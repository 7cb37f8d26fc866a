//! Session state derived from the page's addressable state
//!
//! The page URL query is the only place a credential lives on the client.
//! A successful credential exchange produces a rewritten URL and a full
//! reload, so a `Session` is built once per page load and never patched in
//! place by anything other than the access gate.

use serde::{Deserialize, Serialize};
use url::Url;

/// Query parameter carrying the credential
pub const CREDENTIAL_PARAM: &str = "credential";

/// Query parameter carrying the product identifier
pub const PRODUCT_PARAM: &str = "productId";

/// Older parameter names still printed on early tags
const CREDENTIAL_ALIASES: &[&str] = &[CREDENTIAL_PARAM, "tok"];
const PRODUCT_ALIASES: &[&str] = &[PRODUCT_PARAM, "sku"];

/// Product used when the tag carries no product identifier
pub const DEFAULT_PRODUCT_ID: &str = "HOODIE123";

/// Access state of the visitor
#[derive(Debug, Clone, Copy, PartialEq, Eq, Serialize, Deserialize)]
#[serde(rename_all = "snake_case")]
pub enum AccessState {
    Unverified,
    Verifying,
    Granted,
    Denied,
}

impl AccessState {
    pub fn is_terminal(&self) -> bool {
        matches!(self, AccessState::Granted | AccessState::Denied)
    }
}

/// Per-page-load session
#[derive(Debug, Clone, PartialEq, Eq)]
pub struct Session {
    access_state: AccessState,
    credential: Option<String>,
    product_id: String,
    page_url: Url,
}

impl Session {
    /// Build a session from the current page URL
    ///
    /// Empty parameters count as absent. A missing product falls back to
    /// `default_product`.
    pub fn from_page_url(page_url: Url, default_product: &str) -> Self {
        let credential = first_param(&page_url, CREDENTIAL_ALIASES);
        let product_id =
            first_param(&page_url, PRODUCT_ALIASES).unwrap_or_else(|| default_product.to_string());

        Self {
            access_state: AccessState::Unverified,
            credential,
            product_id,
            page_url,
        }
    }

    pub fn access_state(&self) -> AccessState {
        self.access_state
    }

    pub fn credential(&self) -> Option<&str> {
        self.credential.as_deref()
    }

    pub fn product_id(&self) -> &str {
        &self.product_id
    }

    pub fn page_url(&self) -> &Url {
        &self.page_url
    }

    pub fn is_granted(&self) -> bool {
        self.access_state == AccessState::Granted
    }

    /// Only the access gate moves the session between states
    pub(crate) fn set_access_state(&mut self, state: AccessState) {
        self.access_state = state;
    }

    /// The page URL rewritten to carry `credential`
    ///
    /// Every other query parameter is kept in its original order. Aliased
    /// credential parameters are dropped so the reloaded page sees exactly
    /// one credential.
    pub fn url_with_credential(&self, credential: &str) -> Url {
        let mut url = self.page_url.clone();
        let kept: Vec<(String, String)> = self
            .page_url
            .query_pairs()
            .filter(|(k, _)| !CREDENTIAL_ALIASES.iter().any(|alias| k == alias))
            .map(|(k, v)| (k.into_owned(), v.into_owned()))
            .collect();

        {
            let mut pairs = url.query_pairs_mut();
            pairs.clear();
            for (k, v) in &kept {
                pairs.append_pair(k, v);
            }
            pairs.append_pair(CREDENTIAL_PARAM, credential);
        }
        url
    }
}

fn first_param(url: &Url, names: &[&str]) -> Option<String> {
    names.iter().find_map(|name| {
        url.query_pairs()
            .find(|(k, v)| k == name && !v.trim().is_empty())
            .map(|(_, v)| v.into_owned())
    })
}

#[cfg(test)]
mod tests {
    use super::*;

    fn url(s: &str) -> Url {
        Url::parse(s).unwrap()
    }

    #[test]
    fn test_reads_credential_and_product() {
        let session = Session::from_page_url(
            url("https://ar.example.com/ar?productId=CAP9&credential=abc"),
            DEFAULT_PRODUCT_ID,
        );
        assert_eq!(session.credential(), Some("abc"));
        assert_eq!(session.product_id(), "CAP9");
        assert_eq!(session.access_state(), AccessState::Unverified);
    }

    #[test]
    fn test_reads_legacy_aliases() {
        let session = Session::from_page_url(
            url("https://ar.example.com/ar?sku=HOODIE123&tok=xyz"),
            DEFAULT_PRODUCT_ID,
        );
        assert_eq!(session.credential(), Some("xyz"));
        assert_eq!(session.product_id(), "HOODIE123");
    }

    #[test]
    fn test_missing_values_fall_back() {
        let session =
            Session::from_page_url(url("https://ar.example.com/ar?credential="), "DEFAULT");
        assert_eq!(session.credential(), None);
        assert_eq!(session.product_id(), "DEFAULT");
    }

    #[test]
    fn test_url_with_credential_preserves_other_params() {
        let session = Session::from_page_url(
            url("https://ar.example.com/ar?sku=CAP9&tok=old&ref=qr"),
            DEFAULT_PRODUCT_ID,
        );
        let rewritten = session.url_with_credential("new.token");
        let pairs: Vec<(String, String)> = rewritten
            .query_pairs()
            .map(|(k, v)| (k.into_owned(), v.into_owned()))
            .collect();
        assert_eq!(
            pairs,
            vec![
                ("sku".to_string(), "CAP9".to_string()),
                ("ref".to_string(), "qr".to_string()),
                ("credential".to_string(), "new.token".to_string()),
            ]
        );
        assert_eq!(rewritten.path(), "/ar");
    }
}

═══

* Exercise details *
Using the entries above, find all lines with "Some". Copy them.

* Task response *
        assert_eq!(session.credential(), Some("abc"));
        assert_eq!(session.credential(), Some("xyz"));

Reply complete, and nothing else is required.